À propos de l’Irak, Jacques Chirac a choisi une révérence judicieuse à la légitimité. Il a surfé durant un semestre sur la popularité que ce choix lui a value. Quel paradoxe pour le patron de la Françafrique néocoloniale !

Nous le suggérions le mois précédent, poursuivre dans la voie du droit international serait pour la France une option “révolutionnaire”, mais néanmoins raisonnable. Et même avantageuse. Mais, en Afrique, Jacques Chirac hésite entre deux conduites face aux lamineurs de leurs peuples : lâchage de Charles Taylor, soutien à Eyadema. Au G8, les quelques pistes novatrices (Conseil de sécurité économique et social, Agence mondiale de l’environnement...) auraient fâché un peu plus George Bush : pour sauver son Sommet, Chirac a préféré reprendre un profil bas, dans le sillage du bulldozer hégémoniste.

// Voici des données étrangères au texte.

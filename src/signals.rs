// ABOUTME: Signals a modem emits towards clients, from unsolicited notifications or state changes
// ABOUTME: Devices broadcast these and the D-Bus layer re-emits them on the matching interface

use crate::datatypes::{Interface, ModemState, NetworkMode, RegistrationInfo};
use std::collections::BTreeMap;

/// Header map of an MMS notification as exported to clients.
pub type MmsHeaders = BTreeMap<String, String>;

#[derive(Clone, Debug, PartialEq, Eq)]
pub enum Signal {
    /// Signal quality, 0-100
    SignalQuality(u32),
    NetworkMode(NetworkMode),
    RegistrationInfo(RegistrationInfo),
    /// Raw `+CREG: <status>` notification
    CregReceived(u32),
    CallReceived,
    SmsReceived { index: u32, completed: bool },
    Completed(u32),
    Delivered(u32),
    MmsReceived { index: u32, headers: MmsHeaders },
    Connected,
    Disconnected,
    /// Link speed reported during a data call, bits per second
    DialStats { rx_bps: u64, tx_bps: u64 },
    StateChanged { old: ModemState, new: ModemState },
    /// A property on `interface` changed value
    PropertyChanged { interface: Interface, name: String },
}

impl Signal {
    /// D-Bus member name the signal is emitted under.
    pub fn name(&self) -> &'static str {
        match self {
            Signal::SignalQuality(_) => "SignalQuality",
            Signal::NetworkMode(_) => "NetworkMode",
            Signal::RegistrationInfo(_) => "RegistrationInfo",
            Signal::CregReceived(_) => "CregReceived",
            Signal::CallReceived => "CallReceived",
            Signal::SmsReceived { .. } => "SmsReceived",
            Signal::Completed(_) => "Completed",
            Signal::Delivered(_) => "Delivered",
            Signal::MmsReceived { .. } => "MmsReceived",
            Signal::Connected => "Connected",
            Signal::Disconnected => "Disconnected",
            Signal::DialStats { .. } => "DialStats",
            Signal::StateChanged { .. } => "StateChanged",
            Signal::PropertyChanged { .. } => "PropertiesChanged",
        }
    }
}

/// Signals a device family emits on its own, so the daemon collection
/// knows what it does not need to poll.
#[derive(Copy, Clone, Debug, PartialEq, Eq, Hash)]
pub enum Capability {
    SignalQuality,
    NetworkMode,
    /// New SMS are announced while the device is online
    SmsNotifyOnline,
    Speed,
}
// ABOUTME: SIM phonebook operations: add, edit, delete, find and list contacts
// ABOUTME: Names travel in the active charset; new entries take the lowest free slot

use super::{Wrapper, lock};
use crate::datatypes::{Charset, ErrorKind};
use crate::encoding::{decode_text, encode_text, unpack_ucs2_ts31101};
use crate::error::{ModemError, ModemResult};
use crate::protocol::{Captures, Reply};
use crate::sim;
use std::collections::BTreeSet;
use std::time::Duration;
use tokio::time::sleep;
use tracing::debug;

/// Type of number for international numbers.
const INTERNATIONAL: u32 = 145;
/// Type of number for everything else.
const NATIONAL: u32 = 129;

/// A phonebook entry.
#[derive(Clone, Debug, PartialEq, Eq)]
pub struct Contact {
    pub index: u32,
    pub name: String,
    pub number: String,
}

impl Contact {
    pub fn new(index: u32, name: impl Into<String>, number: impl Into<String>) -> Contact {
        Contact {
            index,
            name: name.into(),
            number: number.into(),
        }
    }
}

/// Lookups that find nothing come back as one of these errors.
fn is_empty_listing(e: &ModemError) -> bool {
    [
        ErrorKind::NotFound,
        ErrorKind::InvalidIndex,
        ErrorKind::General,
        ErrorKind::GenericError,
    ]
    .into_iter()
    .any(|kind| e.is(kind))
}

impl Wrapper {
    /// Store a contact, at `index` when given (overwriting what is there),
    /// otherwise at the lowest free slot. Returns the slot used.
    pub async fn add_contact(&self, name: &str, number: &str, index: Option<u32>) -> ModemResult<u32> {
        let index = match index {
            Some(index) => index,
            None => self.next_contact_id().await?,
        };
        self.write_contact(index, name, number).await?;
        Ok(index)
    }

    pub async fn edit_contact(&self, index: u32, name: &str, number: &str) -> ModemResult<u32> {
        self.write_contact(index, name, number).await?;
        Ok(index)
    }

    async fn write_contact(&self, index: u32, name: &str, number: &str) -> ModemResult<()> {
        let category = if number.starts_with('+') { INTERNATIONAL } else { NATIONAL };
        let lease = self.lease_charset().await;
        let name = encode_text(name, lease.charset());
        let raw = format!("AT+CPBW={},\"{}\",{},\"{}\"", index, number, category, name);
        self.query(raw, "add_contact").await?;
        debug!(index, "contact stored");
        Ok(())
    }

    pub async fn delete_contact(&self, index: u32) -> ModemResult<()> {
        self.query(format!("AT+CPBW={}", index), "delete_contact")
            .await
            .map(|_| ())
    }

    /// Contacts whose name starts with `pattern`.
    pub async fn find_contacts(&self, pattern: &str) -> ModemResult<Vec<Contact>> {
        let lease = self.lease_charset().await;
        let pattern = encode_text(pattern, lease.charset());
        match self
            .query(format!("AT+CPBF=\"{}\"", pattern), "find_contacts")
            .await
        {
            Ok(reply) => Ok(contacts(&reply, lease.charset())),
            Err(e) if is_empty_listing(&e) => Ok(Vec::new()),
            Err(e) => Err(e),
        }
    }

    pub async fn get_contact(&self, index: u32) -> ModemResult<Contact> {
        let lease = self.lease_charset().await;
        let reply = self
            .query(format!("AT+CPBR={}", index), "get_contact")
            .await?;
        Ok(to_contact(reply.first()?, lease.charset()))
    }

    /// Every contact on the SIM. An empty phonebook is not an error.
    pub async fn list_contacts(&self) -> ModemResult<Vec<Contact>> {
        let size = self.phonebook_size().await?;
        let lease = self.lease_charset().await;
        match self
            .query(format!("AT+CPBR=1,{}", size), "list_contacts")
            .await
        {
            Ok(reply) => Ok(contacts(&reply, lease.charset())),
            Err(e) if is_empty_listing(&e) => Ok(Vec::new()),
            Err(e) => Err(e),
        }
    }

    pub async fn get_used_contact_ids(&self) -> ModemResult<Vec<u32>> {
        let contacts = self.list_contacts().await?;
        Ok(contacts.into_iter().map(|c| c.index).collect())
    }

    pub async fn get_contact_count(&self) -> ModemResult<u32> {
        Ok(self.get_used_contact_ids().await?.len() as u32)
    }

    /// Phonebook size, asking the SIM (with retries) the first time.
    pub async fn phonebook_size(&self) -> ModemResult<u32> {
        if let Some(size) = lock(&self.sim).size.filter(|size| *size > 0) {
            return Ok(size);
        }
        let mut attempt = 0;
        loop {
            match self.get_phonebook_size().await {
                Ok(size) => return Ok(size),
                Err(e) if attempt + 1 < sim::RETRY_ATTEMPTS => {
                    attempt += 1;
                    debug!(attempt, error = %e, "phonebook size unavailable");
                    sleep(Duration::from_secs(sim::RETRY_TIMEOUT)).await;
                }
                Err(e) => return Err(e),
            }
        }
    }

    async fn next_contact_id(&self) -> ModemResult<u32> {
        let size = self.phonebook_size().await?;
        let used: BTreeSet<u32> = self.get_used_contact_ids().await?.into_iter().collect();
        (1..=size)
            .find(|id| !used.contains(id))
            .ok_or_else(|| ModemError::new(ErrorKind::MemoryFull, "phonebook is full"))
    }
}

fn to_contact(caps: &Captures, charset: Charset) -> Contact {
    Contact {
        index: caps.parse("id").unwrap_or_default(),
        name: decode_name(caps.str("name"), charset),
        number: caps.str("number").to_string(),
    }
}

fn contacts(reply: &Reply, charset: Charset) -> Vec<Contact> {
    reply.matches.iter().map(|m| to_contact(m, charset)).collect()
}

/// Names written by a handset may use the SIM's own UCS2 layouts, which
/// never have a multiple of four hex digits.
fn decode_name(raw: &str, charset: Charset) -> String {
    let sim_layout = ["80", "81", "82"].iter().any(|p| raw.starts_with(p));
    if charset == Charset::Ucs2 && sim_layout && raw.len() % 4 != 0 {
        match unpack_ucs2_ts31101(raw) {
            Ok(name) => return name,
            Err(e) => debug!(raw, error = %e, "not a SIM name layout"),
        }
    }
    decode_text(raw, charset)
}

#[cfg(test)]
mod tests {
    use super::super::testing::*;
    use super::*;

    const LISTING: &str = "\r\n+CPBR: 1,\"+34600000001\",145,\"Ann\"\r\n+CPBR: 3,\"600000003\",129,\"Bob\"\r\n\r\nOK\r\n";

    #[tokio::test]
    async fn test_add_contact_takes_lowest_free_slot() {
        let (wrapper, mut seen) = scripted(vec![
            ("AT+CPBR=?", "\r\n+CPBR: (1-250),40,14\r\n\r\nOK\r\n".into()),
            ("AT+CPBR=1,250", LISTING.into()),
        ]);
        let index = wrapper.add_contact("Eve", "+44700", None).await.unwrap();
        assert_eq!(index, 2);
        let lines = drain(&mut seen);
        assert_eq!(lines.last().unwrap(), "AT+CPBW=2,\"+44700\",145,\"Eve\"");
    }

    #[tokio::test]
    async fn test_explicit_index_overwrites() {
        let (wrapper, mut seen) = scripted(vec![]);
        let index = wrapper.add_contact("Eve", "0700", Some(7)).await.unwrap();
        assert_eq!(index, 7);
        assert_eq!(drain(&mut seen), vec!["AT+CPBW=7,\"0700\",129,\"Eve\""]);
    }

    #[tokio::test]
    async fn test_ucs2_names() {
        let (wrapper, mut seen) = scripted(vec![(
            "AT+CPBF",
            "\r\n+CPBF: 4,\"123\",129,\"004A006F\"\r\n\r\nOK\r\n".into(),
        )]);
        lock(&wrapper.sim).charset = Charset::Ucs2;
        let found = wrapper.find_contacts("Jo").await.unwrap();
        assert_eq!(found, vec![Contact::new(4, "Jo", "123")]);
        assert_eq!(drain(&mut seen), vec!["AT+CPBF=\"004A006F\""]);
    }

    #[tokio::test]
    async fn test_non_latin_ucs2_names() {
        let (wrapper, mut seen) = scripted(vec![(
            "AT+CPBR=5",
            "\r\n+CPBR: 5,\"+79001234567\",145,\"0410043D043D0430\"\r\n\r\nOK\r\n".into(),
        )]);
        lock(&wrapper.sim).charset = Charset::Ucs2;
        let contact = wrapper.get_contact(5).await.unwrap();
        assert_eq!(contact, Contact::new(5, "Анна", "+79001234567"));

        wrapper.edit_contact(5, "Анна", "+79001234567").await.unwrap();
        let lines = drain(&mut seen);
        assert_eq!(lines.last().unwrap(), "AT+CPBW=5,\"+79001234567\",145,\"0410043D043D0430\"");
    }

    #[test]
    fn test_sim_layout_names() {
        assert_eq!(decode_name("80004100420043FFFF", Charset::Ucs2), "ABC");
        assert_eq!(decode_name("81020A4181", Charset::Ucs2), "A\u{0501}");
        // plain UCS2 that happens to start with 80
        assert_eq!(decode_name("80010041", Charset::Ucs2), "\u{8001}A");
        assert_eq!(decode_name("8102", Charset::Ira), "8102");
    }

    #[tokio::test]
    async fn test_empty_phonebook_lists_nothing() {
        let (wrapper, _) = scripted(vec![("AT+CPBR=1,", "\r\n+CME ERROR: 22\r\n".into())]);
        lock(&wrapper.sim).size = Some(100);
        assert!(wrapper.list_contacts().await.unwrap().is_empty());
        assert_eq!(wrapper.get_contact_count().await.unwrap(), 0);
    }

    #[tokio::test]
    async fn test_full_phonebook() {
        let (wrapper, _) = scripted(vec![("AT+CPBR=1,", LISTING.into())]);
        lock(&wrapper.sim).size = Some(1);
        let err = wrapper.add_contact("Zed", "1", None).await.unwrap_err();
        assert!(err.is(ErrorKind::MemoryFull));
    }
}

Du coup, les citoyens de France et du monde qui convergent en masse vers Annemasse n’auront pas de peine à disqualifier le club. Durant les trois jours d’un Sommet pour un autre monde (29-31 mai), ils le feront par le débat et les propositions. Puis ils exposeront leur nombre - en espérant qu’il n’aura pas été écorné par le réveil du mouvement social hexagonal.

Car l’idéologie hostile aux biens publics d’une droite française trop sûre d’elle-même a un rapport évident avec la dérégulation du monde orchestrée par le G8. Ouvrons les yeux : où mènent la dissolution des solidarités, le dédain des jeux collectifs à somme positive, la chasse aux biens de civilisation ? À la généralisation de l’arbitraire, sous le signe des hélicoptères de combat, des kalachnikovs, des mercenaires, des milices. À la coagulation des haines ethniques et des fanatismes religieux. À une criminalisation sans frontières.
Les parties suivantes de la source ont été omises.